Microsoft best practices OCSP enroll/autoenroll

I've heard that you should not have autoenroll enabled for OCSP and I've also heard you should. Anyone know which MS would prefer?

Find more posts tagged with

Comments

Krunchi

According to Technet Setting Up Online Responder Services in a Network auto enroll needs to be on in order for it function. I have no real world experience in OCSP just book and cert theory so take it with a grain of salt.

method115

Krunchi wrote: »

According to Technet Setting Up Online Responder Services in a Network auto enroll needs to be on in order for it function. I have no real world experience in OCSP just book and cert theory so take it with a grain of salt.

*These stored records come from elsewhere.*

//! Shorthand aliases and property → token category mapping
//!
//! Both tables are static: a shorthand always expands to exactly one
//! long-form property, and a long-form property reads from at most one
//! token category.

use style_tokens::TokenCategory;

/// Expand a shorthand alias to its long-form property name
///
/// Returns `None` for names that are not shorthands (including long forms).
pub fn expand(name: &str) -> Option<&'static str> {
    let long = match name {
        // Margin
        "m" => "margin",
        "mt" => "marginTop",
        "mr" => "marginRight",
        "mb" => "marginBottom",
        "ml" => "marginLeft",
        "mx" => "marginHorizontal",
        "my" => "marginVertical",
        // Padding
        "p" => "padding",
        "pt" => "paddingTop",
        "pr" => "paddingRight",
        "pb" => "paddingBottom",
        "pl" => "paddingLeft",
        "px" => "paddingHorizontal",
        "py" => "paddingVertical",
        // Color
        "bg" => "backgroundColor",
        "col" => "color",
        "bc" => "borderColor",
        // Border
        "br" => "borderRadius",
        "bw" => "borderWidth",
        "btlr" => "borderTopLeftRadius",
        "btrr" => "borderTopRightRadius",
        "bblr" => "borderBottomLeftRadius",
        "bbrr" => "borderBottomRightRadius",
        // Size
        "w" => "width",
        "h" => "height",
        "minW" => "minWidth",
        "maxW" => "maxWidth",
        "minH" => "minHeight",
        "maxH" => "maxHeight",
        // Flex
        "f" => "flex",
        "fd" => "flexDirection",
        "fw" => "flexWrap",
        "fg" => "flexGrow",
        "fs" => "flexShrink",
        "fb" => "flexBasis",
        "ai" => "alignItems",
        "ac" => "alignContent",
        "als" => "alignSelf",
        "jc" => "justifyContent",
        // Position
        "pos" => "position",
        "t" => "top",
        "r" => "right",
        "b" => "bottom",
        "l" => "left",
        "zi" => "zIndex",
        // Typography
        "ff" => "fontFamily",
        "fos" => "fontSize",
        "fow" => "fontWeight",
        "lh" => "lineHeight",
        "ls" => "letterSpacing",
        "ta" => "textAlign",
        "tt" => "textTransform",
        // Misc
        "o" => "opacity",
        "ov" => "overflow",
        "dsp" => "display",
        "shadow" => "boxShadow",
        _ => return None,
    };
    Some(long)
}

/// Whether `name` is a shorthand alias
pub fn is_shorthand(name: &str) -> bool {
    expand(name).is_some()
}

/// Long-form name for any property name (shorthand or not)
pub fn canonical(name: &str) -> &str {
    expand(name).unwrap_or(name)
}

/// Long-form properties that `property` sets on the host as well as itself
///
/// `padding` covers every padding edge and axis, `paddingHorizontal` covers
/// the left and right edges, and so on.
pub fn covered(property: &str) -> &'static [&'static str] {
    match property {
        "margin" => &[
            "marginTop",
            "marginRight",
            "marginBottom",
            "marginLeft",
            "marginHorizontal",
            "marginVertical",
            "marginStart",
            "marginEnd",
        ],
        "marginHorizontal" => &["marginLeft", "marginRight", "marginStart", "marginEnd"],
        "marginVertical" => &["marginTop", "marginBottom"],
        "padding" => &[
            "paddingTop",
            "paddingRight",
            "paddingBottom",
            "paddingLeft",
            "paddingHorizontal",
            "paddingVertical",
            "paddingStart",
            "paddingEnd",
        ],
        "paddingHorizontal" => &["paddingLeft", "paddingRight", "paddingStart", "paddingEnd"],
        "paddingVertical" => &["paddingTop", "paddingBottom"],
        "borderRadius" => &[
            "borderTopLeftRadius",
            "borderTopRightRadius",
            "borderBottomLeftRadius",
            "borderBottomRightRadius",
        ],
        _ => &[],
    }
}

/// Whether setting `outer` in a later layer replaces `inner` from an earlier one
pub fn overrides(outer: &str, inner: &str) -> bool {
    let outer = canonical(outer);
    let inner = canonical(inner);
    outer == inner || covered(outer).contains(&inner)
}

/// Token category a long-form property reads from
pub fn category_for(property: &str) -> Option<TokenCategory> {
    let category = match property {
        "margin" | "marginTop" | "marginRight" | "marginBottom" | "marginLeft" | "marginHorizontal"
        | "marginVertical" | "marginStart" | "marginEnd" | "padding" | "paddingTop" | "paddingRight"
        | "paddingBottom" | "paddingLeft" | "paddingHorizontal" | "paddingVertical" | "paddingStart"
        | "paddingEnd" | "gap" | "rowGap" | "columnGap" | "top" | "right" | "bottom" | "left" => {
            TokenCategory::Space
        }
        "width" | "height" | "minWidth" | "maxWidth" | "minHeight" | "maxHeight" | "flexBasis" => {
            TokenCategory::Size
        }
        "color" | "backgroundColor" | "borderColor" | "borderTopColor" | "borderRightColor"
        | "borderBottomColor" | "borderLeftColor" | "outlineColor" | "shadowColor"
        | "textDecorationColor" | "placeholderTextColor" | "tintColor" => TokenCategory::Colors,
        "borderRadius" | "borderTopLeftRadius" | "borderTopRightRadius" | "borderBottomLeftRadius"
        | "borderBottomRightRadius" => TokenCategory::Radii,
        "borderWidth" | "borderTopWidth" | "borderRightWidth" | "borderBottomWidth"
        | "borderLeftWidth" | "outlineWidth" => TokenCategory::BorderWidths,
        "fontFamily" => TokenCategory::Fonts,
        "fontSize" => TokenCategory::FontSizes,
        "fontWeight" => TokenCategory::FontWeights,
        "lineHeight" => TokenCategory::LineHeights,
        "letterSpacing" => TokenCategory::LetterSpacings,
        "zIndex" => TokenCategory::ZIndices,
        "boxShadow" => TokenCategory::Shadows,
        _ => return None,
    };
    Some(category)
}

#[cfg(test)]
mod tests {
    use super::*;

    #[test]
    fn test_expand_known_shorthands() {
        assert_eq!(expand("mt"), Some("marginTop"));
        assert_eq!(expand("bg"), Some("backgroundColor"));
        assert_eq!(expand("px"), Some("paddingHorizontal"));
        assert_eq!(expand("marginTop"), None);
        assert_eq!(expand("unknownThing"), None);
    }

    #[test]
    fn test_every_shorthand_targets_a_long_form() {
        let shorts = [
            "m", "mt", "p", "px", "bg", "br", "bw", "w", "h", "zi", "fos", "fow", "lh", "ls", "ff",
        ];
        for short in shorts {
            let long = expand(short).unwrap();
            assert!(!is_shorthand(long), "{} expands to another shorthand", short);
            assert!(category_for(long).is_some(), "{} has no category", long);
        }
    }

    #[test]
    fn test_category_for() {
        assert_eq!(category_for("marginTop"), Some(TokenCategory::Space));
        assert_eq!(category_for("backgroundColor"), Some(TokenCategory::Colors));
        assert_eq!(category_for("fontWeight"), Some(TokenCategory::FontWeights));
        assert_eq!(category_for("borderRadius"), Some(TokenCategory::Radii));
        assert_eq!(category_for("zIndex"), Some(TokenCategory::ZIndices));
        assert_eq!(category_for("opacity"), None);
    }

    #[test]
    fn test_overrides() {
        assert!(overrides("px", "paddingLeft"));
        assert!(overrides("paddingHorizontal", "pr"));
        assert!(overrides("p", "paddingVertical"));
        assert!(overrides("bg", "backgroundColor"));
        assert!(overrides("br", "borderTopLeftRadius"));
        assert!(!overrides("paddingLeft", "paddingHorizontal"));
        assert!(!overrides("px", "paddingTop"));
        assert!(!overrides("mx", "paddingLeft"));
    }

    #[test]
    fn test_canonical() {
        assert_eq!(canonical("bg"), "backgroundColor");
        assert_eq!(canonical("backgroundColor"), "backgroundColor");
        assert_eq!(canonical("custom"), "custom");
    }
}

Well if technet says it then I'll take that as the answer. I'll lab it myself to see if thats true though. Pretty sure in the CBT nuggets video he did it without autoenroll on and even explained some issues that can occur if autoenroll is checked when issuing the cert.

Everyone

Depends on the type of cert and what the cert is being used for. Autoenroll doesn't really have anything to do with an OCSP. You could have some certs that are autoenroll and some that require manual enrollment, and both will work with an OCSP.

Everyone

Here very good read on implementing an OCSP: Implementing an OCSP responder: Part I - Introducing OCSP - Ask the Directory Services Team - Site Home - TechNet Blogs

Been many many many years since I had to do any of this stuff, have fun.

method115

Everyone wrote: »

Depends on the type of cert and what the cert is being used for. Autoenroll doesn't really have anything to do with an OCSP. You could have some certs that are autoenroll and some that require manual enrollment, and both will work with an OCSP.

Sorry I don't mean any cert I mean specifically the OCSP cert that you issue to your OCSP servers. On the CBT nuggets video he says enabling autoenroll can cause some sort of issue with your certs.

Everyone

method115 wrote: »

Sorry I don't mean any cert I mean specifically the OCSP cert that you issue to your OCSP servers. On the CBT nuggets video he says enabling autoenroll can cause some sort of issue with your certs.

From part 3 of the series I linked to:

If you wish to automatically enroll for the OCSP Response Signing Certificate, make sure the Auto-Enroll for an OCSP signing certificate is checked.

Key words here "If you wish to".

There's a little more work to do if you chose to do it manually, and you will have to remember to renew it before it expires.